-- Exercise material follows --

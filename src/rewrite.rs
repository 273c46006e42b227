pub mod classifier;
pub mod context;
pub mod locator;
pub mod pipeline;
pub mod provider;
pub mod render;
pub mod stages;

pub use classifier::{ContentClassifier, ContentKind};
pub use context::RewriteContext;
pub use locator::{BlockLocator, BlockSpan};
pub use pipeline::ContentPipeline;
pub use provider::ProviderResolver;
pub use render::{BlockRenderer, ResolvedServer};
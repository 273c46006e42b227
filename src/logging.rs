pub mod record;

pub use record::RequestLogRecord;
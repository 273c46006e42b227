//! Process-wide mirror settings.
//!
//! Everything that the rewriting core treats as a constant lives here and is
//! read once at startup. Values come from environment variables; unset
//! variables fall back to the production deployment's values.

use std::time::Duration;
use url::Url;

use crate::{Error, Result};

pub const DEFAULT_TARGET_ORIGIN: &str = "https://gesseh.net";
pub const DEFAULT_REDIRECTOR_HOST: &str = "arbandroid.com";
pub const DEFAULT_FALLBACK_HOST: &str = "your-domain.com";

pub const DEFAULT_ROBOTS_TAG: &str = "<meta name='robots' content='index, follow, max-image-preview:large, max-snippet:-1, max-video-preview:-1' />";
pub const DEFAULT_VERIFICATION_TAG: &str = "<meta name='google-site-verification' content='HWrhtgkCPV2OT-OWRzV60Vdl1pWxt35-aEZ7NNDTHWs' />";

pub const DEFAULT_BANNER_HTML: &str = r#"
<div style="width:100%;background:#ff004c;color:#fff;padding:15px;text-align:center;font-size:20px;font-weight:bold;direction:rtl;">
  <a href="https://z.3isk.news/all-turkish-series-esheeq/" style="color:#fff;text-decoration:none;">مسلسلات تركية مترجمة</a>
</div>
"#;

pub const DEFAULT_HOME_ANCHOR: &str = r#"<a title="الرئيسية" href="/">الرئيسية</a>"#;
pub const DEFAULT_HOME_REPLACEMENT: &str =
    r#"<a title="قصة عشق الاصلي" href="https://z.3isk.news/video/">قصة عشق الاصلي</a>"#;

const ESTREAM_PLAIN: &str = "https://arabveturk.com/{id}.html";
const ESTREAM_EMBED: &str = "https://arabveturk.com/embed-{id}.html";

/// Template for "estream" servers.
///
/// Deployments disagreed on the path shape, so both are kept selectable.
#[derive(Debug, Clone, Default, PartialEq, Eq)]
pub enum EstreamTemplate {
    /// `https://arabveturk.com/{id}.html`
    #[default]
    Plain,
    /// `https://arabveturk.com/embed-{id}.html`
    Embed,
    Custom(String),
}

impl EstreamTemplate {
    pub fn parse(s: &str) -> Result<Self> {
        match s.trim() {
            "" | "plain" => Ok(Self::Plain),
            "embed" => Ok(Self::Embed),
            other if other.contains("{id}") => Ok(Self::Custom(other.to_string())),
            other => Err(Error::InvalidConfig(format!(
                "estream template must be 'plain', 'embed' or contain {{id}}: {}",
                other
            ))),
        }
    }

    pub fn as_str(&self) -> &str {
        match self {
            Self::Plain => ESTREAM_PLAIN,
            Self::Embed => ESTREAM_EMBED,
            Self::Custom(t) => t,
        }
    }
}

#[derive(Debug, Clone)]
pub struct MirrorConfig {
    pub listen_host: String,
    pub listen_port: u16,

    /// Origin whose pages are mirrored.
    pub target_origin: Url,

    /// Host of the link-shortener whose `?url=` targets get unwrapped.
    pub redirector_host: String,

    pub estream_template: EstreamTemplate,

    /// Scheme used when building the serving origin from the Host header.
    pub serving_scheme: String,

    /// Used when a request arrives without a Host header.
    pub fallback_host: String,

    pub robots_tag: String,
    pub verification_tag: String,
    pub banner_html: String,
    pub home_anchor: String,
    pub home_replacement: String,

    pub cache_control: Option<String>,
    pub upstream_timeout: Duration,
    pub cors_allowed_origin: String,
}

impl Default for MirrorConfig {
    fn default() -> Self {
        Self {
            listen_host: "0.0.0.0".to_string(),
            listen_port: 8080,
            target_origin: Url::parse(DEFAULT_TARGET_ORIGIN)
                .expect("default origin is a valid URL"),
            redirector_host: DEFAULT_REDIRECTOR_HOST.to_string(),
            estream_template: EstreamTemplate::default(),
            serving_scheme: "https".to_string(),
            fallback_host: DEFAULT_FALLBACK_HOST.to_string(),
            robots_tag: DEFAULT_ROBOTS_TAG.to_string(),
            verification_tag: DEFAULT_VERIFICATION_TAG.to_string(),
            banner_html: DEFAULT_BANNER_HTML.to_string(),
            home_anchor: DEFAULT_HOME_ANCHOR.to_string(),
            home_replacement: DEFAULT_HOME_REPLACEMENT.to_string(),
            cache_control: None,
            upstream_timeout: Duration::from_secs(30),
            cors_allowed_origin: "*".to_string(),
        }
    }
}

impl MirrorConfig {
    /// Load configuration from the process environment.
    pub fn from_env() -> Result<Self> {
        Self::from_lookup(|key| std::env::var(key).ok())
    }

    /// Load configuration from an arbitrary key lookup.
    pub fn from_lookup<F>(lookup: F) -> Result<Self>
    where
        F: Fn(&str) -> Option<String>,
    {
        let mut config = Self::default();

        if let Some(host) = lookup("HOST") {
            config.listen_host = host;
        }
        if let Some(port) = lookup("PORT") {
            config.listen_port = port
                .parse()
                .map_err(|_| Error::InvalidConfig(format!("PORT is not a port number: {}", port)))?;
        }
        if let Some(origin) = lookup("MIRROR_TARGET_ORIGIN") {
            config.target_origin = Url::parse(&origin)?;
        }
        if let Some(host) = lookup("MIRROR_REDIRECTOR_HOST") {
            config.redirector_host = host;
        }
        if let Some(template) = lookup("MIRROR_ESTREAM_TEMPLATE") {
            config.estream_template = EstreamTemplate::parse(&template)?;
        }
        if let Some(scheme) = lookup("MIRROR_SERVING_SCHEME") {
            config.serving_scheme = scheme;
        }
        if let Some(host) = lookup("MIRROR_FALLBACK_HOST") {
            config.fallback_host = host;
        }
        if let Some(tag) = lookup("MIRROR_ROBOTS_TAG") {
            config.robots_tag = tag;
        }
        if let Some(tag) = lookup("MIRROR_VERIFICATION_TAG") {
            config.verification_tag = tag;
        }
        if let Some(html) = lookup("MIRROR_BANNER_HTML") {
            config.banner_html = html;
        }
        if let Some(anchor) = lookup("MIRROR_HOME_ANCHOR") {
            config.home_anchor = anchor;
        }
        if let Some(anchor) = lookup("MIRROR_HOME_REPLACEMENT") {
            config.home_replacement = anchor;
        }
        config.cache_control = lookup("MIRROR_CACHE_CONTROL").filter(|v| !v.is_empty());
        if let Some(secs) = lookup("MIRROR_UPSTREAM_TIMEOUT_SECS") {
            let secs: u64 = secs.parse().map_err(|_| {
                Error::InvalidConfig(format!("upstream timeout is not a number: {}", secs))
            })?;
            config.upstream_timeout = Duration::from_secs(secs);
        }
        if let Some(origin) = lookup("CORS_ALLOWED_ORIGIN") {
            config.cors_allowed_origin = origin;
        }

        config.validate()?;
        Ok(config)
    }

    pub fn validate(&self) -> Result<()> {
        if self.target_origin.host_str().is_none() {
            return Err(Error::InvalidConfig(format!(
                "target origin has no host: {}",
                self.target_origin
            )));
        }
        if self.redirector_host.trim().is_empty() {
            return Err(Error::InvalidConfig("redirector host is empty".to_string()));
        }
        Ok(())
    }

    pub fn listen_addr(&self) -> String {
        format!("{}:{}", self.listen_host, self.listen_port)
    }

    /// Host (with a non-default port) of the target origin, as it appears in markup.
    pub fn target_host(&self) -> String {
        let host = self.target_origin.host_str().unwrap_or_default();
        match self.target_origin.port() {
            Some(port) => format!("{}:{}", host, port),
            None => host.to_string(),
        }
    }

    /// Target origin without a trailing slash, e.g. `https://gesseh.net`.
    pub fn target_base(&self) -> String {
        self.target_origin.as_str().trim_end_matches('/').to_string()
    }
}

#[cfg(test)]
mod tests {
    use super::*;
    use std::collections::HashMap;

    fn lookup_from(pairs: &[(&str, &str)]) -> impl Fn(&str) -> Option<String> + use<> {
        let map: HashMap<String, String> = pairs
            .iter()
            .map(|(k, v)| (k.to_string(), v.to_string()))
            .collect();
        move |key| map.get(key).cloned()
    }

    #[test]
    fn test_defaults() {
        let config = MirrorConfig::from_lookup(|_| None).unwrap();

        assert_eq!(config.target_host(), "gesseh.net");
        assert_eq!(config.target_base(), "https://gesseh.net");
        assert_eq!(config.estream_template, EstreamTemplate::Plain);
        assert_eq!(config.listen_addr(), "0.0.0.0:8080");
        assert!(config.cache_control.is_none());
    }

    #[test]
    fn test_overrides() {
        let config = MirrorConfig::from_lookup(lookup_from(&[
            ("MIRROR_TARGET_ORIGIN", "http://127.0.0.1:9000"),
            ("MIRROR_ESTREAM_TEMPLATE", "embed"),
            ("MIRROR_CACHE_CONTROL", "public, max-age=300"),
            ("MIRROR_UPSTREAM_TIMEOUT_SECS", "5"),
            ("PORT", "3000"),
        ]))
        .unwrap();

        assert_eq!(config.target_host(), "127.0.0.1:9000");
        assert_eq!(config.target_base(), "http://127.0.0.1:9000");
        assert_eq!(
            config.estream_template.as_str(),
            "https://arabveturk.com/embed-{id}.html"
        );
        assert_eq!(config.cache_control.as_deref(), Some("public, max-age=300"));
        assert_eq!(config.upstream_timeout, Duration::from_secs(5));
        assert_eq!(config.listen_port, 3000);
    }

    #[test]
    fn test_custom_estream_template() {
        let template = EstreamTemplate::parse("https://mirror.example/e/{id}").unwrap();
        assert_eq!(template.as_str(), "https://mirror.example/e/{id}");

        assert!(EstreamTemplate::parse("https://mirror.example/e/").is_err());
    }

    #[test]
    fn test_invalid_values_fail() {
        let bad_origin = lookup_from(&[("MIRROR_TARGET_ORIGIN", "not a url")]);
        assert!(MirrorConfig::from_lookup(bad_origin).is_err());
        let bad_timeout = lookup_from(&[("MIRROR_UPSTREAM_TIMEOUT_SECS", "soon")]);
        assert!(MirrorConfig::from_lookup(bad_timeout).is_err());
        assert!(MirrorConfig::from_lookup(lookup_from(&[("PORT", "http")])).is_err());
    }
}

-- Exercise material concluded --

* [Required action] Going down the listing above, begin printing at the line with "target_origin: Url::parse(DEFAULT_TARGET_ORIGIN)" and finish with the line with "pub fn from_env()", exactly as they appear.

* [Solution for this exercise]
            target_origin: Url::parse(DEFAULT_TARGET_ORIGIN)
                .expect("default origin is a valid URL"),
            redirector_host: DEFAULT_REDIRECTOR_HOST.to_string(),
            estream_template: EstreamTemplate::default(),
            serving_scheme: "https".to_string(),
            fallback_host: DEFAULT_FALLBACK_HOST.to_string(),
            robots_tag: DEFAULT_ROBOTS_TAG.to_string(),
            verification_tag: DEFAULT_VERIFICATION_TAG.to_string(),
            banner_html: DEFAULT_BANNER_HTML.to_string(),
            home_anchor: DEFAULT_HOME_ANCHOR.to_string(),
            home_replacement: DEFAULT_HOME_REPLACEMENT.to_string(),
            cache_control: None,
            upstream_timeout: Duration::from_secs(30),
            cors_allowed_origin: "*".to_string(),
        }
    }
}

impl MirrorConfig {
    /// Load configuration from the process environment.
    pub fn from_env() -> Result<Self> {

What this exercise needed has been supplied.